A fourth factor was my narrow focus. The submarine force doesn't use the Reserves very well, so I had a low opinion of them that was totally wrong. When I hit that bad staff job I worked with five different Reserve officers, all of them submariners, who could have shown me a better way if I'd taken the time to get to know them. Instead I just worked them hard to help me cover my three desks while I struggled with a chain of command that thrived on crisis management, 24/7 on call, and 70-hour workweeks. It never occurred to me to wonder "Hey, this assignment is a load of crap, why are the Reserve guys so much happier than me?" I kept stubbornly tilting at the organizational windmills instead of creating my own new game with my own rules.

A paralyzing problem, frankly, was fear. I couldn't believe that I had skills worthy of an employer's paycheck. How would we pay our mortgage?!? I was worried that if I got out then spouse would end up on an unaccompanied tour at the Navy weather station in Diego Garcia, leaving me home alone for 18 months with a baby. I was worried that we couldn't stay in Hawaii and would have to sell our house into a recession that wiped out our equity. I was afraid that I had no idea how to manage our budget or our investments and that I wouldn't be able to learn how to do it without a steady paycheck. Hey, I was working 70-hour weeks and chronically sleep-deprived with a teething infant. I was lost in the fog of work (http://www.early-retirement.org/forums/f30/the-fog-of-work-42328.html#post781363). Spouse and I were barely getting through the daily parenting routine, let alone having thoughtful conversations about our family & career goals. It never even occurred to me to deal with my fear other than through persistence, which I know how to do very well.

Finally, I had no rational basis from which to assess my quality of life. I know now that my life then really sucked, but compared to sea duty it still seemed pretty good. Surviving the eruption of Mount Pinatubo (http://www.early-retirement.org/forums/f27/ever-had-a-close-call-41784.html#post772480) made me appreciate being able to go home (almost) every night.

Against all these factors and fears, "persistence" became the default solution.

I can only imagine the cumulative effects of the stress and chronic fatigue.
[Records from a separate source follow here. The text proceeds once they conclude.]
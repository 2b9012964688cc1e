//! In-memory transport whose connect outcomes are scripted by the test

use std::collections::VecDeque;
use std::sync::atomic::{AtomicUsize, Ordering};
use std::sync::Arc;

use async_trait::async_trait;
use parking_lot::Mutex;
use tokio::sync::mpsc;

use super::{ConnectOptions, Session, SessionDriver, Transport, TransportError};
use crate::protocol::ConnectReturnCode;

/// How the next `connect` call resolves
#[derive(Debug, Clone, Copy, PartialEq, Eq)]
pub(crate) enum Outcome {
    Accept { session_present: bool },
    Refuse(ConnectReturnCode),
    Unreachable,
    /// Never completes
    Hang,
}

pub(crate) struct ScriptedTransport {
    script: Mutex<VecDeque<Outcome>>,
    fallback: Mutex<Outcome>,
    attempts: AtomicUsize,
    sessions: mpsc::UnboundedSender<SessionDriver>,
}

impl ScriptedTransport {
    /// Accepts every connect unless scripted otherwise; accepted sessions
    /// are handed to the test through the returned receiver
    pub(crate) fn new() -> (Arc<Self>, mpsc::UnboundedReceiver<SessionDriver>) {
        let (tx, rx) = mpsc::unbounded_channel();
        let transport = Arc::new(Self {
            script: Mutex::new(VecDeque::new()),
            fallback: Mutex::new(Outcome::Accept {
                session_present: false,
            }),
            attempts: AtomicUsize::new(0),
            sessions: tx,
        });
        (transport, rx)
    }

    pub(crate) fn push(&self, outcome: Outcome) {
        self.script.lock().push_back(outcome);
    }

    /// Outcome used once the script runs out
    pub(crate) fn set_fallback(&self, outcome: Outcome) {
        *self.fallback.lock() = outcome;
    }

    pub(crate) fn attempts(&self) -> usize {
        self.attempts.load(Ordering::SeqCst)
    }
}

#[async_trait]
impl Transport for ScriptedTransport {
    async fn connect(&self, _options: &ConnectOptions) -> Result<Session, TransportError> {
        self.attempts.fetch_add(1, Ordering::SeqCst);
        let outcome = self
            .script
            .lock()
            .pop_front()
            .unwrap_or_else(|| *self.fallback.lock());

        match outcome {
            Outcome::Accept { session_present } => {
                let (session, driver) = Session::pair(session_present);
                let _ = self.sessions.send(driver);
                Ok(session)
            }
            Outcome::Refuse(code) => Err(TransportError::Rejected(code)),
            Outcome::Unreachable => Err(TransportError::ConnectionLost(
                "connection refused".to_string(),
            )),
            Outcome::Hang => std::future::pending().await,
        }
    }
}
At some point you get so far behind on your sleep that your guardian angel rips a few pages out of the back of your Book of Life and resets your exhaustion level. I was 25 pounds overweight on comfort food. I drank a lot. I was always fighting respiratory infections, which usually became bronchitis and three times turned into pneumonia. Some days I'd have a constant stress headache, everything was too noisy and too bright, and I'd actually be dozing at my desk at 10 AM while "checking" submarine schedules for safety separation. No problem, my boss was dozing at his desk too. How do you know if you're exhausted when everyone around you is even more fatigued?

Based on what I've learned since then, I should have left active duty for the Reserves as soon as the fun meter went negative and it was clear that I couldn't fix the staff billet. I never would have missed a paycheck. Just my stratospheric security clearances would have immediately given me a civil-service job with the feds or the state, or a dozen contractor jobs with local defense companies. I could have taught nuclear engineering to shipyard apprentice engineers. I could have immediately requested Reserve mobilization or long periods of active duty at a dozen Hawaii military commands. Or I could have just been a stay-at-home parent, raising a kid and backing up my spouse's career while she brought home the big active-duty bucks. I could have done one weekend a month of Reserve drill, two weeks a year of active duty, and a Reserve pension at age 60.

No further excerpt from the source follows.